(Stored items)
== Segment start ==
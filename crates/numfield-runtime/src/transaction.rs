//! One edit, captured as a value.
//!
//! The platform's change-notification triplet (pre-edit snapshot, post-edit
//! diff, post-commit hook) collapses into a single [`EditTransaction`]
//! carrying exactly the diff fields the controller needs. It lives for one
//! synchronous edit cycle and is discarded.

use numfield_core::chars::{char_at, char_len};

use crate::adapter::EditNotice;

/// Pre/post-edit state of one user edit, in character offsets.
#[derive(Debug, Clone, Copy)]
pub struct EditTransaction<'a> {
    /// Field contents before the edit (as last committed).
    pub previous_text: &'a str,
    /// Character length of `previous_text`.
    pub previous_length: usize,
    /// Character length after the edit.
    pub new_length: usize,
    /// Character offset of the edit.
    pub edit_start: usize,
    /// Characters the edit inserted.
    pub inserted_count: usize,
    /// Characters the edit deleted.
    pub deleted_count: usize,
    /// For a delete: the first deleted character. For an insert: the
    /// character immediately before the insertion point, if any.
    pub char_adjacent_to_edit: Option<char>,
    /// Whether the pre-edit text already contained the decimal separator.
    pub had_decimal_separator_before: bool,
}

impl<'a> EditTransaction<'a> {
    /// Capture a transaction from the previously committed text, the
    /// post-edit text, and the host's edit notice.
    #[must_use]
    pub fn capture(
        previous_text: &'a str,
        new_text: &str,
        notice: EditNotice,
        decimal: char,
    ) -> Self {
        let previous_length = char_len(previous_text);
        let new_length = char_len(new_text);
        let is_delete = new_length < previous_length;

        let char_adjacent_to_edit = if is_delete {
            char_at(previous_text, notice.start)
        } else if notice.start > 0 {
            char_at(previous_text, notice.start - 1)
        } else {
            None
        };

        Self {
            previous_text,
            previous_length,
            new_length,
            edit_start: notice.start,
            inserted_count: notice.inserted,
            deleted_count: notice.deleted,
            char_adjacent_to_edit,
            had_decimal_separator_before: previous_text.contains(decimal),
        }
    }

    /// Whether the edit shrank the field (the delete classification).
    #[inline]
    #[must_use]
    pub fn is_delete(&self) -> bool {
        self.new_length < self.previous_length
    }
}
impl NumberInput {
    /// Start configuring a controller.
    #[must_use]
    pub fn builder() -> NumberInputBuilder {
        NumberInputBuilder::new()
    }

    pub(crate) fn with_config(config: FieldConfig) -> Self {
        Self {
            config,
            previous: String::new(),
            reformatting: false,
            listener: None,
        }
    }

    /// The field configuration.
    #[must_use]
    pub fn config(&self) -> &FieldConfig {
        &self.config
    }

    /// Characters the host should permit at the input layer.
    #[must_use]
    pub fn accepted_alphabet(&self) -> String {
        self.config.accepted_alphabet()
    }

    /// Register the change listener (replaces any previous one).
    pub fn on_change(&mut self, listener: impl FnMut(&str, &str) + 'static) {
        self.listener = Some(Box::new(listener));
    }

    /// One-time binding entry point.
    ///
    /// Optionally clears the field, writes the currency prefix ahead of any
    /// existing contents, and clamps the caret past the prefix.
    pub fn setup<A: FieldAdapter>(&mut self, field: &mut A, clear_field: bool) {
        if clear_field {
            field.set_text("");
        }
        let contents = field.text();
        let text = format!("{}{}", self.config.currency_prefix, contents);

        self.reformatting = true;
        field.set_text(&text);
        self.reformatting = false;

        self.previous = text;
        self.clamp_caret(field);
    }

    /// Re-apply the caret floor outside an edit cycle.
    ///
    /// The host calls this from whatever focus or pointer event moves the
    /// caret, so it can never come to rest inside the currency prefix.
    pub fn clamp_caret<A: FieldAdapter>(&self, field: &mut A) {
        if !self.config.has_prefix() {
            return;
        }
        let floor = self.config.prefix_len();
        if field.text().starts_with(&self.config.currency_prefix) && field.caret() < floor {
            field.set_caret(floor);
        }
    }

    /// Handle one user edit, synchronously to completion.
    ///
    /// Returns `None` when the cycle was suppressed (reentrancy guard held,
    /// or a no-op edit on an empty field); otherwise the committed result.
    pub fn handle_edit<A: FieldAdapter>(
        &mut self,
        field: &mut A,
        notice: EditNotice,
    ) -> Option<FormattingResult> {
        if self.reformatting {
            return None;
        }

        let decimal = self.config.symbols.decimal;
        let grouping = self.config.symbols.grouping;

        let new_text = field.text();
        let txn = EditTransaction::capture(&self.previous, &new_text, notice, decimal);
        let is_delete = txn.is_delete();

        tracing::trace!(
            start = txn.edit_start,
            inserted = txn.inserted_count,
            deleted = txn.deleted_count,
            previous_length = txn.previous_length,
            new_length = txn.new_length,
            "edit"
        );

        if !is_delete && txn.new_length == 0 {
            self.previous = new_text;
            return None;
        }

        let mut value = new_text;
        let mut start = txn.edit_start;

        if is_delete {
            // Deleting a grouping separator cascades onto the digit before
            // it, otherwise the regrouped text would resurrect the digit.
            if start > 0 && txn.char_adjacent_to_edit == Some(grouping) {
                value = remove_char_at(&value, start - 1);
                start -= 1;
            }
        } else {
            if let Some(inserted) = char_at(&value, start) {
                let not_allowed_here = (inserted == decimal
                    && (txn.had_decimal_separator_before
                        || txn.char_adjacent_to_edit == Some(grouping)))
                    || inserted == grouping;
                if not_allowed_here {
                    value = remove_char_at(&value, start);
                    if start > 0 {
                        start -= 1;
                    }
                }
            }

            if let Some(cap) = self.config.max_fraction_digits {
                if let Some(decimal_idx) = char_index_of(&value, decimal) {
                    if start > decimal_idx && chars_after(&value, decimal) > cap as usize {
                        let last = char_len(&value) - 1;
                        value = remove_char_at(&value, last);
                        if start == last {
                            start -= 1;
                        }
                    }
                }
            }
        }

        let sanitizer = Sanitizer::new(&self.config.symbols, &self.config.currency_prefix);
        let sanitized = sanitizer.run(&value);

        let body = if sanitized.pending_fraction || !self.config.format_output {
            sanitized.display.clone()
        } else {
            format_number(
                &sanitized.unformatted,
                &self.config.symbols,
                self.config.max_fraction_digits,
            )
        };
        let committed = format!("{}{}", self.config.currency_prefix, body);

        let new_caret = reposition(CaretEdit {
            kind: if is_delete {
                EditKind::Delete
            } else {
                EditKind::Insert
            },
            start,
            inserted: txn.inserted_count,
            raw_len: char_len(&value),
            formatted_len: char_len(&committed),
            prefix_len: self.config.prefix_len(),
        });

        self.reformatting = true;
        field.set_text(&committed);
        field.set_caret(new_caret);
        self.reformatting = false;

        self.previous = committed.clone();

        if !sanitized.pending_fraction {
            if let Some(listener) = self.listener.as_mut() {
                listener(&sanitized.unformatted, &committed);
            }
        }

        Some(FormattingResult {
            unformatted: sanitized.unformatted,
            formatted: committed,
            new_caret,
        })
    }
}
== Segment end ==
BRIEF:
Write out, without alteration, the line that contains "self.previous = committed.clone();" and all subsequent lines down to the end of the data above.

THE COMPLETED TASK:
        self.previous = committed.clone();

        if !sanitized.pending_fraction {
            if let Some(listener) = self.listener.as_mut() {
                listener(&sanitized.unformatted, &committed);
            }
        }

        Some(FormattingResult {
            unformatted: sanitized.unformatted,
            formatted: committed,
            new_caret,
        })
    }
}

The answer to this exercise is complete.